WHAT NEEDS TO BE DONE:
Filter the records below for the word "warn". Keep each line that has it.

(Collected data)
# # #

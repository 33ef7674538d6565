//! Catalog ingestion
//!
//! Turns the spreadsheet-backed data source into the session catalog. The
//! fetch is a single shot at startup; any failure (configuration, transport,
//! API, or an unusable sheet) substitutes the static fallback catalog so the
//! calculator is always usable. The reason for a substitution is kept on
//! [`CatalogOrigin`] for the debug dialog and diagnostics.

pub mod classify;
pub mod fallback;
pub mod fetch;
pub mod parse;

use chrono::{DateTime, Utc};
use tracing::{info, warn};

use crate::config::Settings;
use crate::error::QuoteError;
use crate::models::Service;

pub use classify::{classify, Classification};
pub use fallback::fallback_catalog;
pub use fetch::SheetsClient;
pub use parse::parse_catalog;

/// Where the session catalog came from
#[derive(Debug, Clone, PartialEq, Eq)]
pub enum CatalogOrigin {
    /// Parsed from the live sheet
    Sheet,
    /// Fallback data substituted for the given reason
    Fallback(FallbackReason),
}

/// Why the fallback catalog was substituted
#[derive(Debug, Clone, PartialEq, Eq)]
pub enum FallbackReason {
    /// Missing API key or spreadsheet id; surfaced as a user-visible alert
    Config(String),
    /// Network or API failure; shown only in the debug dialog
    Fetch(String),
    /// The sheet fetched fine but parsed to nothing
    EmptyParse,
}

impl FallbackReason {
    /// Human-readable description for the debug dialog
    pub fn describe(&self) -> String {
        match self {
            FallbackReason::Config(message) => message.clone(),
            FallbackReason::Fetch(message) => message.clone(),
            FallbackReason::EmptyParse => {
                "no services found in the sheet".to_string()
            }
        }
    }
}

/// The catalog for one session, with provenance
#[derive(Debug, Clone)]
pub struct LoadedCatalog {
    pub services: Vec<Service>,
    pub origin: CatalogOrigin,
    pub fetched_at: DateTime<Utc>,
}

impl LoadedCatalog {
    /// Whether the catalog is live sheet data
    pub fn is_live(&self) -> bool {
        self.origin == CatalogOrigin::Sheet
    }

    /// Configuration error message, if that is why fallback data is in use
    pub fn config_error(&self) -> Option<&str> {
        match &self.origin {
            CatalogOrigin::Fallback(FallbackReason::Config(message)) => Some(message),
            _ => None,
        }
    }
}

/// Load the session catalog, falling back to built-in data on any failure.
///
/// This function never fails; the worst case is a fallback catalog with the
/// reason recorded on the origin.
pub fn load_catalog(settings: &Settings) -> LoadedCatalog {
    let fetched_at = Utc::now();

    let result = SheetsClient::new(settings).and_then(|client| client.fetch_values());

    let (services, origin) = match result {
        Ok(rows) => ingest_rows(&rows),
        Err(err @ QuoteError::Config(_)) => {
            warn!(error = %err, "connection not configured, using fallback data");
            (
                fallback_catalog(),
                CatalogOrigin::Fallback(FallbackReason::Config(err.to_string())),
            )
        }
        Err(err) => {
            warn!(error = %err, "failed to fetch sheet, using fallback data");
            (
                fallback_catalog(),
                CatalogOrigin::Fallback(FallbackReason::Fetch(err.to_string())),
            )
        }
    };

    LoadedCatalog {
        services,
        origin,
        fetched_at,
    }
}

/// Turn fetched rows into catalog data, substituting the fallback catalog
/// when the sheet parses to nothing
fn ingest_rows(rows: &[Vec<String>]) -> (Vec<Service>, CatalogOrigin) {
    let services = parse_catalog(rows);
    if services.is_empty() {
        warn!("sheet parsed to an empty catalog, using fallback data");
        (
            fallback_catalog(),
            CatalogOrigin::Fallback(FallbackReason::EmptyParse),
        )
    } else {
        info!(count = services.len(), "loaded services from the sheet");
        (services, CatalogOrigin::Sheet)
    }
}

/// Build a catalog from the built-in data without touching the network
pub fn offline_catalog() -> LoadedCatalog {
    LoadedCatalog {
        services: fallback_catalog(),
        origin: CatalogOrigin::Fallback(FallbackReason::Fetch("offline mode".to_string())),
        fetched_at: Utc::now(),
    }
}
//! End-to-end CLI tests
//!
//! These run the compiled binary in offline/unconfigured mode only, so no
//! network access is needed.

use assert_cmd::Command;
use predicates::prelude::*;

fn wrench() -> Command {
    let mut cmd = Command::cargo_bin("wrench").unwrap();
    // Make sure ambient configuration never leaks into the tests.
    cmd.env_remove("SHEETS_API_KEY")
        .env_remove("SHEETS_SPREADSHEET_ID")
        .env_remove("SHEETS_SHEET_NAME")
        .env_remove("RUST_LOG");
    cmd
}

#[test]
fn help_mentions_subcommands() {
    wrench()
        .arg("--help")
        .assert()
        .success()
        .stdout(predicate::str::contains("catalog"))
        .stdout(predicate::str::contains("quote"))
        .stdout(predicate::str::contains("config"));
}

#[test]
fn offline_catalog_lists_fallback_services() {
    wrench()
        .args(["catalog", "--offline"])
        .assert()
        .success()
        .stdout(predicate::str::contains("Standard Brakes"))
        .stdout(predicate::str::contains("$199.99"))
        .stdout(predicate::str::contains("Turbo"))
        .stdout(predicate::str::contains("built-in fallback data"));
}

#[test]
fn catalog_category_filter() {
    wrench()
        .args(["catalog", "--offline", "--category", "brakes"])
        .assert()
        .success()
        .stdout(predicate::str::contains("Performance Brakes"))
        .stdout(predicate::str::contains("Turbo").not());
}

#[test]
fn catalog_rejects_unknown_category() {
    wrench()
        .args(["catalog", "--offline", "--category", "exhaust"])
        .assert()
        .failure();
}

#[test]
fn catalog_search_filter() {
    wrench()
        .args(["catalog", "--offline", "--search", "restoration"])
        .assert()
        .success()
        .stdout(predicate::str::contains("Standard Restoration Kit"))
        .stdout(predicate::str::contains("Lock Pick").not());
}

#[test]
fn unconfigured_catalog_still_works_on_fallback() {
    // No API key or spreadsheet id set: the command must still succeed.
    wrench()
        .arg("catalog")
        .assert()
        .success()
        .stdout(predicate::str::contains("Standard Brakes"))
        .stdout(predicate::str::contains("built-in fallback data"));
}

#[test]
fn quote_computes_total() {
    wrench()
        .args(["quote", "--offline", "standard-brakes=2", "turbo"])
        .assert()
        .success()
        .stdout(predicate::str::contains("3 items selected"))
        .stdout(predicate::str::contains("Standard Brakes x 2"))
        .stdout(predicate::str::contains("$1299.97"));
}

#[test]
fn quote_unknown_service_fails() {
    wrench()
        .args(["quote", "--offline", "exhaust=1"])
        .assert()
        .failure()
        .stderr(predicate::str::contains("Service not found"));
}

#[test]
fn config_reports_missing_settings() {
    wrench()
        .arg("config")
        .assert()
        .success()
        .stdout(predicate::str::contains("API key:        missing"))
        .stdout(predicate::str::contains("Sheet1 (default)"));
}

# # #

TASK ANSWER:
use tracing::{info, warn};
            warn!(error = %err, "connection not configured, using fallback data");
            warn!(error = %err, "failed to fetch sheet, using fallback data");
        warn!("sheet parsed to an empty catalog, using fallback data");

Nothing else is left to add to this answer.